### Work instructions:
Determine how many lines in the listing below contain the word "NoteStore", then state that number by itself.

Recorded data START

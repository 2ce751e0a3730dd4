//! The session: state machine plus the scheduler that runs its side effects.
//!
//! A [`Session`] owns everything the jar needs at runtime: the UI state, the
//! note store and the transformation gateway. User input enters through
//! [`Session::dispatch`]. The actions it produces run as tasks on the current
//! tokio runtime, and each one reports back as a single [`Event`] that the
//! caller feeds in with [`Session::advance`].
//!
//! All transitions happen on the caller's task, one at a time. The only
//! concurrency is inside a transformation, where the gateway call and the floor
//! timer run side by side (see [`at_least`](crate::infrastructure::at_least)).
//!
//! # Example
//!
//! ```rust
//! # #[tokio::main(flavor = "current_thread")]
//! # async fn main() -> emotion_jar::Result<()> {
//! use emotion_jar::app::{Event, Screen, Session};
//! use emotion_jar::gateway::{FallbackPool, GeminiRewriter, GeminiSettings, TransformationGateway};
//! use emotion_jar::infrastructure::{Pacing, SystemRandom};
//! use emotion_jar::storage::{MemoryStorage, NoteStore};
//! use std::sync::Arc;
//!
//! let random = Arc::new(SystemRandom::new());
//! let pacing = Pacing::instant();
//! let rewriter = GeminiRewriter::new(GeminiSettings::default()).expect("client");
//! let gateway = TransformationGateway::new(
//!     Arc::new(rewriter),
//!     FallbackPool::new(random.clone()),
//!     pacing.transform_floor,
//! );
//! let store = NoteStore::load(Box::new(MemoryStorage::new()), random);
//! let mut session = Session::new(store, gateway, pacing);
//!
//! session.dispatch(Event::OpenInput)?;
//! session.dispatch(Event::EditDraft("今天很累".to_string()))?;
//! session.dispatch(Event::SubmitDraft)?;
//! session.settle().await?;
//! assert_eq!(session.state().screen, Screen::ReviewPrompt);
//! # Ok(())
//! # }
//! ```

use crate::app::modes::{Screen, TimedStep};
use crate::app::{handle_event, Action, AppState, Event};
use crate::domain::error::{JarError, Result};
use crate::domain::Note;
use crate::gateway::TransformationGateway;
use crate::infrastructure::{at_least, Pacing};
use crate::storage::NoteStore;
use crate::ui::viewmodel::UIViewModel;
use std::sync::Arc;
use std::time::Duration;
use tokio::task::JoinSet;

/// Runtime context of the jar.
pub struct Session {
    state: AppState,
    store: NoteStore,
    gateway: Arc<TransformationGateway>,
    pacing: Pacing,
    tasks: JoinSet<Event>,
}

impl Session {
    /// Creates a session resting on HOME.
    #[must_use]
    pub fn new(store: NoteStore, gateway: TransformationGateway, pacing: Pacing) -> Self {
        Self {
            state: AppState::new(),
            store,
            gateway: Arc::new(gateway),
            pacing,
            tasks: JoinSet::new(),
        }
    }

    #[must_use]
    pub const fn state(&self) -> &AppState {
        &self.state
    }

    #[must_use]
    pub const fn screen(&self) -> Screen {
        self.state.screen
    }

    #[must_use]
    pub const fn store(&self) -> &NoteStore {
        &self.store
    }

    /// View model of the active screen.
    #[must_use]
    pub fn viewmodel(&self) -> UIViewModel {
        self.state.compute_viewmodel(self.store.notes())
    }

    /// Returns `true` while scheduled work is outstanding.
    #[must_use]
    pub fn is_busy(&self) -> bool {
        !self.tasks.is_empty()
    }

    /// Applies an event and schedules the resulting actions.
    ///
    /// Must be called from within a tokio runtime. Returns whether the screen
    /// needs to be redrawn.
    ///
    /// # Errors
    ///
    /// Propagates storage errors from saving a note.
    pub fn dispatch(&mut self, event: Event) -> Result<bool> {
        let (rerender, actions) = handle_event(&mut self.state, &mut self.store, event)?;
        for action in actions {
            self.schedule(action);
        }
        Ok(rerender)
    }

    /// Waits for the next piece of scheduled work to finish and applies it.
    ///
    /// Returns `None` when nothing is scheduled. Cancel safe: dropping the
    /// future before it resolves loses no work.
    pub async fn advance(&mut self) -> Option<Result<bool>> {
        let joined = self.tasks.join_next().await?;
        Some(match joined {
            Ok(event) => self.dispatch(event),
            Err(e) => Err(JarError::Task(e.to_string())),
        })
    }

    /// Runs scheduled work until none is left.
    ///
    /// # Errors
    ///
    /// Returns the first error raised while applying a completion.
    pub async fn settle(&mut self) -> Result<()> {
        while let Some(outcome) = self.advance().await {
            outcome?;
        }
        Ok(())
    }

    fn delay_for(&self, step: TimedStep) -> Duration {
        match step {
            TimedStep::Crumple => self.pacing.crumple,
            TimedStep::Throw => self.pacing.throw,
        }
    }

    fn schedule(&mut self, action: Action) {
        tracing::debug!(action = ?action, "scheduling action");
        match action {
            Action::Schedule(step) => {
                let delay = self.delay_for(step);
                self.tasks.spawn(async move {
                    tokio::time::sleep(delay).await;
                    Event::StepElapsed(step)
                });
            }
            Action::Transform { original_text } => {
                let gateway = Arc::clone(&self.gateway);
                self.tasks.spawn(async move {
                    let transformation = gateway.transform(&original_text).await;
                    Event::NoteReady(Note::new(original_text, transformation))
                });
            }
            Action::Reveal { note } => {
                let floor = self.pacing.transform_floor;
                self.tasks.spawn(async move {
                    let note = at_least(async move { note }, floor).await;
                    Event::NoteReady(note)
                });
            }
        }
    }
}

impl std::fmt::Debug for Session {
    fn fmt(&self, f: &mut std::fmt::Formatter<'_>) -> std::fmt::Result {
        f.debug_struct("Session")
            .field("state", &self.state)
            .field("pacing", &self.pacing)
            .field("pending", &self.tasks.len())
            .finish_non_exhaustive()
    }
}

Recorded data END

### Written reply:
6